A Comissão Europeia apresentou um pedido formal ao Estado português para que este deixe cair os poderes especiais que detém na Portugal Telecom, através de uma golden share. Em comunicado, o órgão executivo da União Europeia explica que a sua decisão tem já em conta a ponderação dos argumentos apresentados por Portugal, na resposta à carta de notificação formal enviada em Dezembro de 2005, e que no essencial não mudaram a convicção inicial.



"A Comissão continua a considerar que estes poderes especiais têm um efeito dissuasivo para os investimentos provenientes dos outros Estados-Membros, em violação das regras do Tratado CE", explica o documento.



Os artigos 56 e 43 do Tratado da CE (o primeiro referente à livre circulação de pessoas e o segundo ao direito de estabelecimento) fundamentam a decisão, por se considerar que os poderes especiais do Estado na PT "constituem uma restrição injustificada à livre circulação dos capitais e à liberdade de estabelecimento, na medida em que impedem o investimento directo e o investimento de carteiras", acrescenta o mesmo documento.



Assim, o procedimento de infracção entra numa segunda fase, assumindo a forma de parecer fundamentado apoiado no artigo 226º do Tratado CE podendo, na ausência de medidas por parte do Estado, conduzir ao recurso para o Tribunal de Justiça. "Se as autoridades portuguesas não tomarem as medidas necessárias para pôr termo à infracção no prazo de dois meses a contar da recepção do parecer fundamentado, a Comissão pode recorrer para o Tribunal de Justiça", explica o comunicado.



Recorde-se que os poderes do Estado na PT permitem eleger um terço do Conselho de Administração e o presidente da empresa, contemplam direitos de veto para a nomeação de membros do CA e Conselho Fiscal, aumentos de capital, emissão de obrigações, distribuição de dividendos ou aprovação de participações de parceiros concorrentes acima dos 10 por cento.

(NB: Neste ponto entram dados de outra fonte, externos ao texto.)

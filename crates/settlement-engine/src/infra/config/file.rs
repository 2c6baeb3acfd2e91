use {
    super::Config,
    crate::domain::{
        auctioneer::EmptyCoalitionPolicy,
        clearing::ChargeRule,
        pricing::{PricePolicy, Pricer},
        shapley::Allocator,
        valuation::Valuator,
    },
    asset_registry::TaskType,
    serde::Deserialize,
    std::{collections::HashMap, path::Path, time::Duration},
    tokio::fs,
};

#[derive(Debug, Deserialize)]
#[serde(rename_all = "kebab-case", deny_unknown_fields, default)]
struct RawConfig {
    valuation: RawValuation,
    pricing: RawPricing,
    clearing: RawClearing,
    allocation: RawAllocation,
    /// Budget applied to requests that do not carry their own deadline.
    #[serde(with = "humantime_serde")]
    default_timeout: Duration,
}

#[derive(Debug, Deserialize)]
#[serde(rename_all = "kebab-case", deny_unknown_fields, default)]
struct RawValuation {
    ridge: f64,
}

#[derive(Debug, Deserialize)]
#[serde(rename_all = "kebab-case", deny_unknown_fields, default)]
struct RawPricing {
    floor: f64,
    cap: f64,
    /// Per-task-type price bands overriding the default one.
    task_types: HashMap<String, RawBand>,
}

#[derive(Debug, Deserialize)]
#[serde(rename_all = "kebab-case", deny_unknown_fields)]
struct RawBand {
    floor: f64,
    cap: f64,
}

#[derive(Debug, Default, Deserialize)]
#[serde(rename_all = "kebab-case", deny_unknown_fields, default)]
struct RawClearing {
    charge_rule: ChargeRule,
}

#[derive(Debug, Deserialize)]
#[serde(rename_all = "kebab-case", deny_unknown_fields, default)]
struct RawAllocation {
    exact_coalition_limit: usize,
    sample_batch: usize,
    max_samples: usize,
    tolerance: f64,
    max_coalition: usize,
    empty_coalition: EmptyCoalitionPolicy,
    seed: Option<u64>,
    replication_penalty: Option<f64>,
}

impl Default for RawValuation {
    fn default() -> Self {
        Self {
            ridge: Valuator::default().ridge,
        }
    }
}

impl Default for RawPricing {
    fn default() -> Self {
        Self {
            floor: 50.0,
            cap: 500.0,
            task_types: HashMap::new(),
        }
    }
}

impl Default for RawAllocation {
    fn default() -> Self {
        let allocator = Allocator::default();
        Self {
            exact_coalition_limit: allocator.exact_coalition_limit,
            sample_batch: allocator.sample_batch,
            max_samples: allocator.max_samples,
            tolerance: allocator.tolerance,
            max_coalition: 64,
            empty_coalition: EmptyCoalitionPolicy::default(),
            seed: None,
            replication_penalty: None,
        }
    }
}

impl Default for RawConfig {
    fn default() -> Self {
        Self {
            valuation: RawValuation::default(),
            pricing: RawPricing::default(),
            clearing: RawClearing::default(),
            allocation: RawAllocation::default(),
            default_timeout: Duration::from_secs(2),
        }
    }
}

/// Load the engine configuration from a TOML file.
///
/// # Panics
///
/// This method panics if the config is invalid or on I/O errors.
pub async fn load(path: &Path) -> Config {
    let data = fs::read_to_string(path)
        .await
        .unwrap_or_else(|e| panic!("I/O error while reading {path:?}: {e:?}"));
    load_str(&data)
}

/// Like [`load`], for an in-memory TOML string.
pub fn load_str(data: &str) -> Config {
    let raw = toml::de::from_str::<RawConfig>(data)
        .unwrap_or_else(|e| panic!("TOML syntax error in configuration: {e:?}"));
    build(raw)
}

fn build(raw: RawConfig) -> Config {
    let default_policy = PricePolicy::new(raw.pricing.floor, raw.pricing.cap)
        .unwrap_or_else(|e| panic!("invalid configuration: {e}"));
    let overrides = raw
        .pricing
        .task_types
        .into_iter()
        .map(|(name, band)| {
            let policy = PricePolicy::new(band.floor, band.cap)
                .unwrap_or_else(|e| panic!("invalid configuration for task type {name:?}: {e}"));
            (TaskType(name), policy)
        })
        .collect();

    let allocation = raw.allocation;
    if allocation.exact_coalition_limit > 20 {
        panic!(
            "invalid configuration: exact-coalition-limit {} walks more than 2^20 subsets",
            allocation.exact_coalition_limit
        );
    }
    if allocation.max_coalition > 64 {
        panic!("invalid configuration: max-coalition cannot exceed 64");
    }
    if allocation.sample_batch == 0 {
        panic!("invalid configuration: sample-batch must be at least 1");
    }
    if allocation.max_samples < allocation.sample_batch {
        panic!("invalid configuration: max-samples is smaller than one sample batch");
    }
    if !(allocation.tolerance > 0.0) {
        panic!("invalid configuration: tolerance must be positive");
    }

    Config {
        valuator: Valuator {
            ridge: raw.valuation.ridge,
        },
        pricer: Pricer::new(default_policy, overrides),
        charge_rule: raw.clearing.charge_rule,
        allocator: Allocator {
            exact_coalition_limit: allocation.exact_coalition_limit,
            sample_batch: allocation.sample_batch,
            max_samples: allocation.max_samples,
            tolerance: allocation.tolerance,
        },
        empty_coalition: allocation.empty_coalition,
        replication_penalty: allocation.replication_penalty,
        max_coalition: allocation.max_coalition,
        default_timeout: raw.default_timeout,
        seed: allocation.seed,
    }
}

#[cfg(test)]
mod tests {
    use super::*;

    #[test]
    fn loads_full_configuration() {
        let config = load_str(
            r#"
            default-timeout = "5s"

            [valuation]
            ridge = 1e-4

            [pricing]
            floor = 90.0
            cap = 190.0

            [pricing.task-types.imaging]
            floor = 10.0
            cap = 40.0

            [clearing]
            charge-rule = "midpoint"

            [allocation]
            exact-coalition-limit = 10
            sample-batch = 32
            max-samples = 4096
            tolerance = 1e-4
            max-coalition = 32
            empty-coalition = "retain"
            seed = 7
            replication-penalty = 0.6931
            "#,
        );

        assert_eq!(config.valuator.ridge, 1e-4);
        assert_eq!(config.pricer.policy(&"other".into()).floor(), 90.0);
        assert_eq!(config.pricer.policy(&"imaging".into()).cap(), 40.0);
        assert_eq!(config.charge_rule, ChargeRule::Midpoint);
        assert_eq!(config.allocator.exact_coalition_limit, 10);
        assert_eq!(config.allocator.max_samples, 4096);
        assert_eq!(config.empty_coalition, EmptyCoalitionPolicy::Retain);
        assert_eq!(config.seed, Some(7));
        assert_eq!(config.replication_penalty, Some(0.6931));
        assert_eq!(config.default_timeout, Duration::from_secs(5));
    }

    #[test]
    fn empty_file_yields_defaults() {
        let config = load_str("");
        assert_eq!(config.pricer.policy(&"any".into()).floor(), 50.0);
        assert_eq!(config.pricer.policy(&"any".into()).cap(), 500.0);
        assert_eq!(config.charge_rule, ChargeRule::QuotedPrice);
        assert_eq!(config.allocator.exact_coalition_limit, 12);
        assert_eq!(config.seed, None);
    }

    #[tokio::test]
    async fn loads_from_disk() {
        let mut file = tempfile::NamedTempFile::new().unwrap();
        std::io::Write::write_all(&mut file, b"[pricing]\nfloor = 10.0\ncap = 20.0").unwrap();

        let config = load(file.path()).await;
        assert_eq!(config.pricer.policy(&"any".into()).cap(), 20.0);
    }

    #[test]
    #[should_panic(expected = "invalid configuration")]
    fn rejects_non_positive_floor() {
        load_str("[pricing]\nfloor = 0.0\ncap = 100.0");
    }

    #[test]
    #[should_panic(expected = "max-coalition")]
    fn rejects_oversized_coalition_cap() {
        load_str("[allocation]\nmax-coalition = 65");
    }

    #[test]
    #[should_panic(expected = "TOML syntax error")]
    fn rejects_unknown_fields() {
        load_str("[pricing]\nflour = 50.0");
    }
}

Hoje, antes de ser tornada pública a confirmação oficial da Comissão sobre o avanço do procedimento de infracção para uma segunda fase, Teixeira dos Santos, Ministro das Finanças, tinha-se pronunciado sobre a questão considerando que a decisão do Estado nesta matéria "não é uma bizarria portuguesa". O ministro acrescentou ainda que Portugal não pretende desistir facilmente desta posição e que pretende usar "os mecanismos jurídicos à disposição" para fazer valer os seus argumentos.